Feature Engineering: Applying One-Hot Encoding to 'Device Type'...


In [10]:
# --- Step 4: Identify Final Variables for Correlation ---
# Collect the names of all continuous and dummy independent variables

independent_vars = [
    'Sentiment_Score_Translated',
    'Days_Since_Start',
]

# Add the 'Language' variable (Is_Burmese) if it exists from the translation step
if 'Is_Burmese' in df.columns:
    independent_vars.append('Is_Burmese')
else:
    # If translation was skipped, we check if the original Is_Burmese was present
    print("Warning: 'Is_Burmese' column not found. Language variable omitted.")

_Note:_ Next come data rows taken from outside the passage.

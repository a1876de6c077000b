//! Service layer error types
//!
//! Provides a unified error type for all service operations.

use kekboard_common::AppError;
use kekboard_core::{ChatError, DomainError};
use kekboard_store::StoreError;
use std::fmt;

/// Service layer error type
#[derive(Debug)]
pub enum ServiceError {
    /// Domain rule violation
    Domain(DomainError),

    /// Application error
    App(AppError),

    /// Chat platform call failed
    Chat(ChatError),

    /// Embedded store failure
    Store(StoreError),

    /// Validation error
    Validation(String),

    /// Internal error
    Internal(String),
}

impl fmt::Display for ServiceError {
    fn fmt(&self, f: &mut fmt::Formatter<'_>) -> fmt::Result {
        match self {
            Self::Domain(e) => write!(f, "{e}"),
            Self::App(e) => write!(f, "{e}"),
            Self::Chat(e) => write!(f, "Chat platform error: {e}"),
            Self::Store(e) => write!(f, "{e}"),
            Self::Validation(msg) => write!(f, "Validation error: {msg}"),
            Self::Internal(msg) => write!(f, "Internal error: {msg}"),
        }
    }
}

impl std::error::Error for ServiceError {
    fn source(&self) -> Option<&(dyn std::error::Error + 'static)> {
        match self {
            Self::Domain(e) => Some(e),
            Self::App(e) => Some(e),
            Self::Chat(e) => Some(e),
            Self::Store(e) => Some(e),
            _ => None,
        }
    }
}

impl ServiceError {
    /// Create a validation error
    pub fn validation(msg: impl Into<String>) -> Self {
        Self::Validation(msg.into())
    }

    /// Create an internal error
    pub fn internal(msg: impl Into<String>) -> Self {
        Self::Internal(msg.into())
    }

    /// Check if the error means the target no longer exists
    pub fn is_not_found(&self) -> bool {
        match self {
            Self::Domain(e) => e.is_not_found(),
            Self::Chat(e) => e.is_not_found(),
            _ => false,
        }
    }

    /// Get the HTTP status code for this error
    pub fn status_code(&self) -> u16 {
        match self {
            Self::Domain(e) => {
                if e.is_not_found() {
                    404
                } else if e.is_validation() {
                    400
                } else {
                    500
                }
            }
            Self::App(e) => e.status_code(),
            Self::Chat(e) => {
                if e.is_not_found() {
                    404
                } else {
                    502
                }
            }
            Self::Store(_) | Self::Internal(_) => 500,
            Self::Validation(_) => 400,
        }
    }

    /// Get the error code for API responses
    pub fn error_code(&self) -> &str {
        match self {
            Self::Domain(e) => e.code(),
            Self::App(e) => e.error_code(),
            Self::Chat(ChatError::NotFound(_)) => "CHAT_NOT_FOUND",
            Self::Chat(ChatError::Transport(_)) => "CHAT_TRANSPORT_ERROR",
            Self::Store(StoreError::CorruptState { .. }) => "CORRUPT_STATE",
            Self::Store(_) => "STORAGE_ERROR",
            Self::Validation(_) => "VALIDATION_ERROR",
            Self::Internal(_) => "INTERNAL_ERROR",
        }
    }
}

impl From<DomainError> for ServiceError {
    fn from(err: DomainError) -> Self {
        Self::Domain(err)
    }
}

impl From<AppError> for ServiceError {
    fn from(err: AppError) -> Self {
        Self::App(err)
    }
}

impl From<ChatError> for ServiceError {
    fn from(err: ChatError) -> Self {
        Self::Chat(err)
    }
}

impl From<StoreError> for ServiceError {
    fn from(err: StoreError) -> Self {
        Self::Store(err)
    }
}

impl From<serde_json::Error> for ServiceError {
    fn from(err: serde_json::Error) -> Self {
        Self::Internal(format!("serialization failed: {err}"))
    }
}

impl From<ServiceError> for AppError {
    fn from(err: ServiceError) -> Self {
        match err {
            ServiceError::Domain(e) => AppError::Domain(e),
            ServiceError::App(e) => e,
            ServiceError::Chat(e) => AppError::ExternalService(e.to_string()),
            ServiceError::Store(e) => AppError::Storage(e.to_string()),
            ServiceError::Validation(msg) => AppError::Validation(msg),
            ServiceError::Internal(msg) => AppError::Internal(anyhow::anyhow!(msg)),
        }
    }
}

/// Result type for service operations
pub type ServiceResult<T> = Result<T, ServiceError>;
//! Business logic services
//!
//! Every service borrows the shared [`ServiceContext`]; none of them hold
//! state of their own.

pub mod board_sync;
pub mod context;
pub mod error;
pub mod publisher;
pub mod stats;

pub use board_sync::BoardSyncService;
pub use context::{BoardSettings, ServiceContext, ServiceContextBuilder};
pub use error::{ServiceError, ServiceResult};
pub use publisher::BoardPublisher;
pub use stats::StatsService;
//! Telemetry and tracing setup

mod tracing_setup;

pub use tracing_setup::{try_init_tracing, try_init_tracing_with_config, TracingConfig, TracingError};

# Dynamically add all OHE columns for Device Type
independent_vars.extend([col for col in df.columns if col.startswith('Device_')])

In [11]:
# --- Step 5: Calculate the Pearson Correlation Matrix ---
# Filter DataFrame to include only the target and independent variables for correlation
correlation_data = df[[target_variable] + independent_vars].dropna()
correlation_matrix = correlation_data.corr(method='pearson')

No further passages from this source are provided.